Friday, December 31, 2010
don't think I have ever really documented my doll making projects other than to send occasional updates to the intended recipients, so this will be an attempt to present the process. I decided to make a doll now rather than the more complex doctor's bag mainly due to a temporary lack of bead supplies and funds; I had doll supplies on hand and enjoy making them...its really a series of many small projects that ultimately come together in a final product. Step 1 is thinking about the whole thing, getting motivated and finally getting started! I wish I could say I plan my projects out carefully; some are but most are not (hopefully I will develop better work habits in the near future). At best I can say I decided to make a male doll; the clothes are less elaborate (and less work) than females...I made a nice woman last year so its time for a new project. I vaguely have someone in mind to receive this one but that doesn't really influence how it turns out.
my dolls are now made entirely from deer hide; initially they were cloth, then cloth body with hide head, and now finally all hide. I had a pattern for cutting the hide, but decided to enlarge it a bit and adjust the arms. My original pattern was similar to one found in Whispering Wind, craft annual #3 (1990). Contemporary soft sculpture dolls are getting larger (18-22 inches) and I'm trying to move in that direction.
The hide is a nice deer hide split, probably in the 2-4 oz. range (although a darker shade than I ordinarily use). It was cut and sewn with Nymo thread using a glover's needle, then stuffed with polyfill. The seams are showing but will be covered by clothes...its just too difficult to turn the hide inside out. He stands about 11" tall (the size of a Barbie or old GI Joe) and has small half feet; hopefully this new feature will improve the way the moccasins fit onto the legs. Positioning the arms at his side appears more natural but it will reduce the visual effect of the shirt fringe. This is one of the very few times I have added beaded eyes & mouth, ordinarily they are "no face" dolls which allows the owner to imagine their features. Without hair, clothes or jewelry he looks a bit odd!

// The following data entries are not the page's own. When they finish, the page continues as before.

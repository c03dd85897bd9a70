use serde::{Deserialize, Serialize};

use super::catalogue::{CertificateType, TypeSelector};
use super::repo_types::{Certificate, CertificateStatus, CertificateWithClient};
use crate::serde_ext::double_option;

#[derive(Debug, Deserialize)]
#[serde(rename_all = "camelCase")]
pub struct GenerateCertificateRequest {
    pub certificate_id: Option<i64>,
    pub certificate_type: Option<TypeSelector>,
    pub certificate_name: Option<String>,
    pub iso_standards: Option<Vec<String>>,
}

#[derive(Debug, Deserialize)]
pub struct StaffCertificatePatch {
    pub status: Option<CertificateStatus>,
    #[serde(default, deserialize_with = "double_option")]
    pub assigned_admin_id: Option<Option<i64>>,
    /// Staff price override in minor units. Stored prices win over the type prefix.
    pub price: Option<i64>,
}

#[derive(Debug, Serialize)]
pub struct CertificateResponse {
    pub success: bool,
    pub certificate: Certificate,
}

#[derive(Debug, Serialize)]
pub struct StaffCertificateResponse {
    pub success: bool,
    pub certificate: CertificateWithClient,
}

#[derive(Debug, Serialize)]
pub struct CertificateListResponse {
    pub success: bool,
    pub certificates: Vec<Certificate>,
}

#[derive(Debug, Serialize)]
#[serde(rename_all = "camelCase")]
pub struct Catalogue {
    pub certificate_types: &'static [CertificateType],
    pub iso_standards: &'static [&'static str],
}

#[derive(Debug, Serialize)]
pub struct CatalogueResponse {
    pub success: bool,
    pub data: Catalogue,
}
use tracing::{info, instrument, warn};

use super::repo;
use super::repo_types::{Conversation, ConversationStatus, ConversationSummary};
use crate::accounts;
use crate::auth::{AdminUser, AuthUser, Role};
use crate::certificates;
use crate::error::{AppError, AppResult};
use crate::state::AppState;

/// Staff may act on any conversation; a client only on its own.
pub fn can_access(user: &AuthUser, client_id: Option<i64>) -> bool {
    user.is_admin() || client_id == Some(user.id)
}

/// Loads a conversation the caller is allowed to read or write.
pub async fn accessible(state: &AppState, user: &AuthUser, id: i64) -> AppResult<Conversation> {
    let conv = repo::find(&state.db, id)
        .await?
        .ok_or_else(|| AppError::not_found("Conversation not found"))?;
    if !can_access(user, conv.client_id) {
        warn!(user_id = user.id, conversation_id = id, "conversation access denied");
        return Err(AppError::forbidden("Not a participant of this conversation"));
    }
    Ok(conv)
}

fn require_client(user: &AuthUser) -> AppResult<()> {
    if user.role != Role::Client {
        return Err(AppError::forbidden("Only clients can use this route"));
    }
    Ok(())
}

#[instrument(skip(state), fields(user_id = user.id))]
pub async fn create_for_client(
    state: &AppState,
    user: &AuthUser,
    admin_id: Option<i64>,
    certificate_id: Option<i64>,
) -> AppResult<Conversation> {
    require_client(user)?;

    if let Some(cert_id) = certificate_id {
        let owned = certificates::repo::find_owned(&state.db, cert_id, user.id).await?;
        if owned.is_none() {
            return Err(AppError::validation("Invalid certificateId"));
        }
    }

    let conv = repo::insert_for_client(&state.db, user.id, admin_id, certificate_id).await?;
    info!(conversation_id = conv.id, "conversation opened by client");
    Ok(conv)
}

#[instrument(skip(state), fields(admin_id = admin.0.id))]
pub async fn create_for_staff(state: &AppState, admin: &AdminUser, client_id: Option<i64>) -> AppResult<Conversation> {
    let client_id = client_id.ok_or_else(|| AppError::validation("Missing user_id"))?;
    if !accounts::repo::exists_with_role(&state.db, client_id, Role::Client).await? {
        return Err(AppError::not_found("Client not found"));
    }

    let conv = repo::insert_for_staff(&state.db, client_id, admin.0.id).await?;
    info!(conversation_id = conv.id, client_id, "conversation opened by staff");
    Ok(conv)
}

pub async fn list_for_owner(state: &AppState, user: &AuthUser) -> AppResult<Vec<Conversation>> {
    require_client(user)?;
    Ok(repo::list_for_client(&state.db, user.id).await?)
}

pub async fn list_all(state: &AppState) -> AppResult<Vec<ConversationSummary>> {
    Ok(repo::list_all(&state.db).await?)
}

#[instrument(skip(state), fields(admin_id = admin.0.id))]
pub async fn patch(
    state: &AppState,
    admin: &AdminUser,
    id: i64,
    admin_id: Option<Option<i64>>,
    status: Option<ConversationStatus>,
) -> AppResult<Conversation> {
    if admin_id.is_none() && status.is_none() {
        return Err(AppError::validation("No fields to update"));
    }
    let conv = repo::patch(&state.db, id, admin_id, status)
        .await?
        .ok_or_else(|| AppError::not_found("Conversation not found"))?;
    info!(conversation_id = conv.id, status = ?conv.conversation_status, "conversation updated by staff");
    Ok(conv)
}

pub async fn team_chat(state: &AppState) -> AppResult<Conversation> {
    repo::team_chat(&state.db)
        .await?
        .ok_or_else(|| AppError::not_found("No team-chat conversation found"))
}

#[cfg(test)]
mod tests {
    use super::*;

    fn user(id: i64, role: Role) -> AuthUser {
        AuthUser {
            id,
            code: "X".into(),
            role,
        }
    }

    #[test]
    fn owner_and_staff_can_access() {
        assert!(can_access(&user(7, Role::Client), Some(7)));
        assert!(can_access(&user(1, Role::Admin), Some(7)));
        assert!(can_access(&user(1, Role::Admin), None));
    }

    #[test]
    fn other_clients_cannot_access() {
        assert!(!can_access(&user(8, Role::Client), Some(7)));
        assert!(!can_access(&user(8, Role::Client), None));
    }

    #[test]
    fn status_uses_kebab_case_on_the_wire() {
        assert_eq!(
            serde_json::to_string(&ConversationStatus::TeamChat).unwrap(),
            "\"team-chat\""
        );
        let parsed: ConversationStatus = serde_json::from_str("\"answered\"").unwrap();
        assert_eq!(parsed, ConversationStatus::Answered);
    }
}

Next are the clothes: his shirt will be made from a buttery soft golden colored hide and I've decided to make black leggings for a dramatic contrast. I'll bead strips for his leggings; found black interfacing at Hobby Lobby so I can make very straight thin strips using lazy/lane stitch and then attach them to the hide. Decided on standard central Plains style fringed hide leggings rather than Southern Plain flap or Northern Plains cloth and will use 13/0 beads (in orange, yellow, green & white) and brass spots. The shirt will also have strips on the chest and arms (Northern Plains style) and fringe, as well as horse hair, on the sleeves.
Monday, December 27, 2010
am anxiously waiting for a new OU Press book on contemporary plains doll sculpture; have it pre-ordered and hope to receive in January but in the meantime I've started a new doll.
Have increased the dimensions just a little (new sculptural dolls seem to be 18-25") but mine are still around 12"...not sure yet of his clothing but shirt will be made of golden deer hide and leggings may be black. I generally make only 1 doll per year so I'm out of practice and my fingers ache already! Plan to send this one to a friend in England; his grandfather had been a missionary to a Canadian First Nations community and Justin's dad was born in Canada. Justin is an amazing musician so I want to thank him for years of entertainment!